The debtor is a big collector, whether of coins, stamps, toys, or comic books. You ask about the collection but get no response, or else you are told it was “lost” or sold for much less than you were always told it was worth. You need answers about what happened to it.
As with any asset not subject to the government-imposed recording requirement that governs real estate, companies or vehicles, chasing down a collectible will usually require the use of a telephone. The advent of the internet has changed collection hunting as well.
Think of it this way: If you were a collector seeking to get rid of something of value, why would you sell to the rare-stamp dealer in your city when dozens of dealers around the country stood to offer you a superior price?

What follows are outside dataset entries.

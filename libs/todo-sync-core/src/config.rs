//! Configuration for the todo sync client
//!
//! Configuration can come from defaults, YAML/JSON files and environment
//! variables. [`crate::config_loader::ConfigLoader`] layers these sources.

use crate::error::{Result, TodoError};
use crate::messages::Locale;
use serde::{Deserialize, Serialize};
use std::path::{Path, PathBuf};
use std::time::Duration;
use todo_sync_common::{
    parse_flag, DEFAULT_API_BASE_URL, DEFAULT_MAX_NOTIFICATIONS, DEFAULT_REQUEST_TIMEOUT_SECS,
    ERROR_DEDUP_WINDOW_MS, ERROR_DURATION_MS, INFO_DURATION_MS, SUCCESS_DURATION_MS,
    WARNING_DURATION_MS,
};

/// Complete client configuration
#[derive(Debug, Clone, Default, PartialEq, Eq, Serialize, Deserialize)]
#[serde(default)]
pub struct ClientConfig {
    /// Remote API configuration
    pub api: ApiConfig,
    /// Notification center configuration
    pub notifications: NotificationConfig,
    /// Logging configuration
    pub logging: LoggingConfig,
    /// Locale for user-facing texts
    pub locale: Locale,
}

/// Remote API configuration
#[derive(Debug, Clone, PartialEq, Eq, Serialize, Deserialize)]
#[serde(default)]
pub struct ApiConfig {
    /// Base URL of the todo REST API
    pub base_url: String,
    /// Request timeout in seconds
    pub request_timeout_secs: u64,
}

impl Default for ApiConfig {
    fn default() -> Self {
        Self {
            base_url: DEFAULT_API_BASE_URL.to_string(),
            request_timeout_secs: DEFAULT_REQUEST_TIMEOUT_SECS,
        }
    }
}

impl ApiConfig {
    #[must_use]
    pub const fn request_timeout(&self) -> Duration {
        Duration::from_secs(self.request_timeout_secs)
    }
}

/// Notification center configuration
#[derive(Debug, Clone, PartialEq, Eq, Serialize, Deserialize)]
#[serde(default)]
pub struct NotificationConfig {
    /// Queue capacity; the oldest entry is evicted beyond it
    pub max_notifications: usize,
    /// Window during which identical error messages are suppressed
    pub dedup_window_ms: u64,
    pub success_duration_ms: u64,
    pub error_duration_ms: u64,
    pub info_duration_ms: u64,
    pub warning_duration_ms: u64,
}

impl Default for NotificationConfig {
    fn default() -> Self {
        Self {
            max_notifications: DEFAULT_MAX_NOTIFICATIONS,
            dedup_window_ms: ERROR_DEDUP_WINDOW_MS,
            success_duration_ms: SUCCESS_DURATION_MS,
            error_duration_ms: ERROR_DURATION_MS,
            info_duration_ms: INFO_DURATION_MS,
            warning_duration_ms: WARNING_DURATION_MS,
        }
    }
}

impl NotificationConfig {
    #[must_use]
    pub const fn dedup_window(&self) -> Duration {
        Duration::from_millis(self.dedup_window_ms)
    }
}

/// Logging configuration
#[derive(Debug, Clone, PartialEq, Eq, Serialize, Deserialize)]
#[serde(default)]
pub struct LoggingConfig {
    /// Log level (trace, debug, info, warn, error)
    pub level: String,
    /// Emit JSON log lines
    pub json_logs: bool,
    /// Optional log file; logs go to stderr when absent
    pub log_file: Option<PathBuf>,
}

impl Default for LoggingConfig {
    fn default() -> Self {
        Self {
            level: "info".to_string(),
            json_logs: false,
            log_file: None,
        }
    }
}

const VALID_LOG_LEVELS: [&str; 5] = ["trace", "debug", "info", "warn", "error"];

fn parse_env<T: std::str::FromStr>(name: &str) -> Result<Option<T>> {
    match std::env::var(name) {
        Ok(value) => value
            .trim()
            .parse()
            .map(Some)
            .map_err(|_| TodoError::configuration(format!("Invalid {name} value: {value}"))),
        Err(_) => Ok(None),
    }
}

impl ClientConfig {
    /// Load configuration from a YAML (`.yaml`/`.yml`) or JSON file
    ///
    /// # Errors
    /// Returns an error if the file cannot be read or parsed
    pub fn from_file<P: AsRef<Path>>(path: P) -> Result<Self> {
        let path = path.as_ref();
        let content = std::fs::read_to_string(path).map_err(|e| {
            TodoError::Io(std::io::Error::other(format!(
                "Failed to read config file {}: {e}",
                path.display()
            )))
        })?;

        let config = match path.extension().and_then(|s| s.to_str()) {
            Some("yaml" | "yml") => serde_yaml::from_str(&content).map_err(|e| {
                TodoError::configuration(format!("Failed to parse YAML config: {e}"))
            })?,
            _ => serde_json::from_str(&content).map_err(|e| {
                TodoError::configuration(format!("Failed to parse JSON config: {e}"))
            })?,
        };

        Ok(config)
    }

    /// Save configuration to a file, picking the format from the extension
    ///
    /// # Errors
    /// Returns an error if serialization or writing fails
    pub fn to_file<P: AsRef<Path>>(&self, path: P) -> Result<()> {
        let path = path.as_ref();
        let content = match path.extension().and_then(|s| s.to_str()) {
            Some("yaml" | "yml") => serde_yaml::to_string(self).map_err(|e| {
                TodoError::configuration(format!("Failed to serialize YAML config: {e}"))
            })?,
            _ => serde_json::to_string_pretty(self)?,
        };
        std::fs::write(path, content)?;
        Ok(())
    }

    /// Create configuration from defaults overlaid with environment variables
    ///
    /// # Errors
    /// Returns an error if an environment variable holds an invalid value
    pub fn from_env() -> Result<Self> {
        let mut config = Self::default();
        config.apply_env()?;
        Ok(config)
    }

    /// Overlay the `TODO_*` environment variables onto this configuration
    ///
    /// # Errors
    /// Returns an error if an environment variable holds an invalid value
    pub fn apply_env(&mut self) -> Result<()> {
        if let Ok(base_url) = std::env::var("TODO_API_BASE_URL") {
            self.api.base_url = base_url;
        }
        if let Some(timeout) = parse_env("TODO_API_TIMEOUT")? {
            self.api.request_timeout_secs = timeout;
        }
        if let Some(max) = parse_env("TODO_MAX_NOTIFICATIONS")? {
            self.notifications.max_notifications = max;
        }
        if let Some(window) = parse_env("TODO_DEDUP_WINDOW_MS")? {
            self.notifications.dedup_window_ms = window;
        }
        if let Ok(level) = std::env::var("TODO_LOG_LEVEL") {
            self.logging.level = level.to_lowercase();
        }
        if let Ok(json) = std::env::var("TODO_JSON_LOGS") {
            self.logging.json_logs = parse_flag(&json)
                .ok_or_else(|| TodoError::configuration("Invalid TODO_JSON_LOGS value"))?;
        }
        if let Ok(log_file) = std::env::var("TODO_LOG_FILE") {
            self.logging.log_file = Some(PathBuf::from(log_file));
        }
        if let Some(locale) = parse_env("TODO_LOCALE")? {
            self.locale = locale;
        }
        Ok(())
    }

    /// Validate the configuration
    ///
    /// # Errors
    /// Returns `TodoError::Configuration` describing the first invalid field
    pub fn validate(&self) -> Result<()> {
        let base_url = self.api.base_url.trim();
        if base_url.is_empty() {
            return Err(TodoError::configuration("API base URL cannot be empty"));
        }
        if !(base_url.starts_with("http://") || base_url.starts_with("https://")) {
            return Err(TodoError::configuration(format!(
                "API base URL must start with http:// or https://: {base_url}"
            )));
        }
        if self.api.request_timeout_secs == 0 {
            return Err(TodoError::configuration(
                "Request timeout must be greater than 0",
            ));
        }
        if self.notifications.max_notifications == 0 {
            return Err(TodoError::configuration(
                "Max notifications must be greater than 0",
            ));
        }
        if !VALID_LOG_LEVELS.contains(&self.logging.level.as_str()) {
            return Err(TodoError::configuration(format!(
                "Invalid log level: {}. Must be one of: {}",
                self.logging.level,
                VALID_LOG_LEVELS.join(", ")
            )));
        }
        Ok(())
    }

    /// Merge another configuration into this one
    ///
    /// Fields of `other` that differ from their defaults win, so a partial
    /// file only overrides what it actually sets.
    pub fn merge_with(&mut self, other: &Self) {
        let defaults = Self::default();

        if other.api.base_url != defaults.api.base_url {
            self.api.base_url.clone_from(&other.api.base_url);
        }
        if other.api.request_timeout_secs != defaults.api.request_timeout_secs {
            self.api.request_timeout_secs = other.api.request_timeout_secs;
        }

        let (n, d) = (&other.notifications, &defaults.notifications);
        if n.max_notifications != d.max_notifications {
            self.notifications.max_notifications = n.max_notifications;
        }
        if n.dedup_window_ms != d.dedup_window_ms {
            self.notifications.dedup_window_ms = n.dedup_window_ms;
        }
        if n.success_duration_ms != d.success_duration_ms {
            self.notifications.success_duration_ms = n.success_duration_ms;
        }
        if n.error_duration_ms != d.error_duration_ms {
            self.notifications.error_duration_ms = n.error_duration_ms;
        }
        if n.info_duration_ms != d.info_duration_ms {
            self.notifications.info_duration_ms = n.info_duration_ms;
        }
        if n.warning_duration_ms != d.warning_duration_ms {
            self.notifications.warning_duration_ms = n.warning_duration_ms;
        }

        if other.logging.level != defaults.logging.level {
            self.logging.level.clone_from(&other.logging.level);
        }
        if other.logging.json_logs {
            self.logging.json_logs = true;
        }
        if other.logging.log_file.is_some() {
            self.logging.log_file.clone_from(&other.logging.log_file);
        }

        if other.locale != defaults.locale {
            self.locale = other.locale;
        }
    }
}

#[cfg(test)]
mod tests {
    use super::*;
    use serial_test::serial;
    use tempfile::TempDir;

    #[test]
    fn test_default_config_is_valid() {
        let config = ClientConfig::default();
        assert!(config.validate().is_ok());
        assert_eq!(config.api.base_url, "http://localhost:8080");
        assert_eq!(config.notifications.max_notifications, 5);
        assert_eq!(config.notifications.dedup_window(), Duration::from_secs(5));
        assert_eq!(config.locale, Locale::En);
    }

    #[test]
    fn test_validation_failures() {
        let mut config = ClientConfig::default();
        config.api.base_url = "   ".to_string();
        assert!(config.validate().is_err());

        let mut config = ClientConfig::default();
        config.api.base_url = "ftp://example.com".to_string();
        assert!(config.validate().is_err());

        let mut config = ClientConfig::default();
        config.api.request_timeout_secs = 0;
        assert!(config.validate().is_err());

        let mut config = ClientConfig::default();
        config.notifications.max_notifications = 0;
        assert!(config.validate().is_err());

        let mut config = ClientConfig::default();
        config.logging.level = "loud".to_string();
        let err = config.validate().unwrap_err();
        assert!(err.to_string().contains("Invalid log level"));
    }

    #[test]
    fn test_yaml_file_roundtrip() {
        let dir = TempDir::new().unwrap();
        let path = dir.path().join("config.yaml");

        let mut config = ClientConfig::default();
        config.api.base_url = "https://todos.example.com".to_string();
        config.locale = Locale::Fr;
        config.to_file(&path).unwrap();

        let loaded = ClientConfig::from_file(&path).unwrap();
        assert_eq!(loaded, config);
    }

    #[test]
    fn test_partial_json_file_uses_defaults() {
        let dir = TempDir::new().unwrap();
        let path = dir.path().join("config.json");
        std::fs::write(&path, r#"{"notifications": {"max_notifications": 2}}"#).unwrap();

        let loaded = ClientConfig::from_file(&path).unwrap();
        assert_eq!(loaded.notifications.max_notifications, 2);
        assert_eq!(loaded.notifications.dedup_window_ms, 5000);
        assert_eq!(loaded.api, ApiConfig::default());
    }

    #[test]
    fn test_invalid_file_contents() {
        let dir = TempDir::new().unwrap();
        let path = dir.path().join("config.json");
        std::fs::write(&path, "{ not json").unwrap();
        assert!(matches!(
            ClientConfig::from_file(&path),
            Err(TodoError::Configuration { .. })
        ));

        assert!(matches!(
            ClientConfig::from_file(dir.path().join("missing.yaml")),
            Err(TodoError::Io(_))
        ));
    }

    #[test]
    fn test_merge_only_overrides_non_default_fields() {
        let mut base = ClientConfig::default();
        base.api.base_url = "https://one.example.com".to_string();
        base.notifications.max_notifications = 3;

        let mut other = ClientConfig::default();
        other.logging.level = "debug".to_string();
        other.locale = Locale::Es;

        base.merge_with(&other);
        assert_eq!(base.api.base_url, "https://one.example.com");
        assert_eq!(base.notifications.max_notifications, 3);
        assert_eq!(base.logging.level, "debug");
        assert_eq!(base.locale, Locale::Es);
    }

    #[test]
    #[serial]
    fn test_from_env() {
        std::env::set_var("TODO_API_BASE_URL", "https://env.example.com");
        std::env::set_var("TODO_MAX_NOTIFICATIONS", "7");
        std::env::set_var("TODO_JSON_LOGS", "yes");
        std::env::set_var("TODO_LOCALE", "es");

        let config = ClientConfig::from_env().unwrap();

        std::env::remove_var("TODO_API_BASE_URL");
        std::env::remove_var("TODO_MAX_NOTIFICATIONS");
        std::env::remove_var("TODO_JSON_LOGS");
        std::env::remove_var("TODO_LOCALE");

        assert_eq!(config.api.base_url, "https://env.example.com");
        assert_eq!(config.notifications.max_notifications, 7);
        assert!(config.logging.json_logs);
        assert_eq!(config.locale, Locale::Es);
    }

    #[test]
    #[serial]
    fn test_from_env_rejects_bad_numbers() {
        std::env::set_var("TODO_DEDUP_WINDOW_MS", "soon");
        let result = ClientConfig::from_env();
        std::env::remove_var("TODO_DEDUP_WINDOW_MS");

        let err = result.unwrap_err();
        assert!(err.to_string().contains("TODO_DEDUP_WINDOW_MS"));
    }
}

The traditional way to track sales of collections was to make inquiries at well-known dealers, and to check the classified ads in reputable publications that specialize in the thing being collected.
Nowadays, people can post their own ads. The nice thing about collections is that their owners often really love them and can’t help boasting about them. That means that while a person would never write openly about a Bahamas bank account, the same may not be true for the $200,000 collection of thimbles or Japanese fans he has carefully built over the past 30 years.
One tool we especially like is to figure out the internet “handle” of the person we are looking at. If he is Superman112 on MySpace, chances are that the Superman112 selling his stamp collection is your man.
As with antiques, you may also want to check the debtor’s records for evidence of a trip taken to dispose of the collection, the hiring of movers, or evidence from customs records.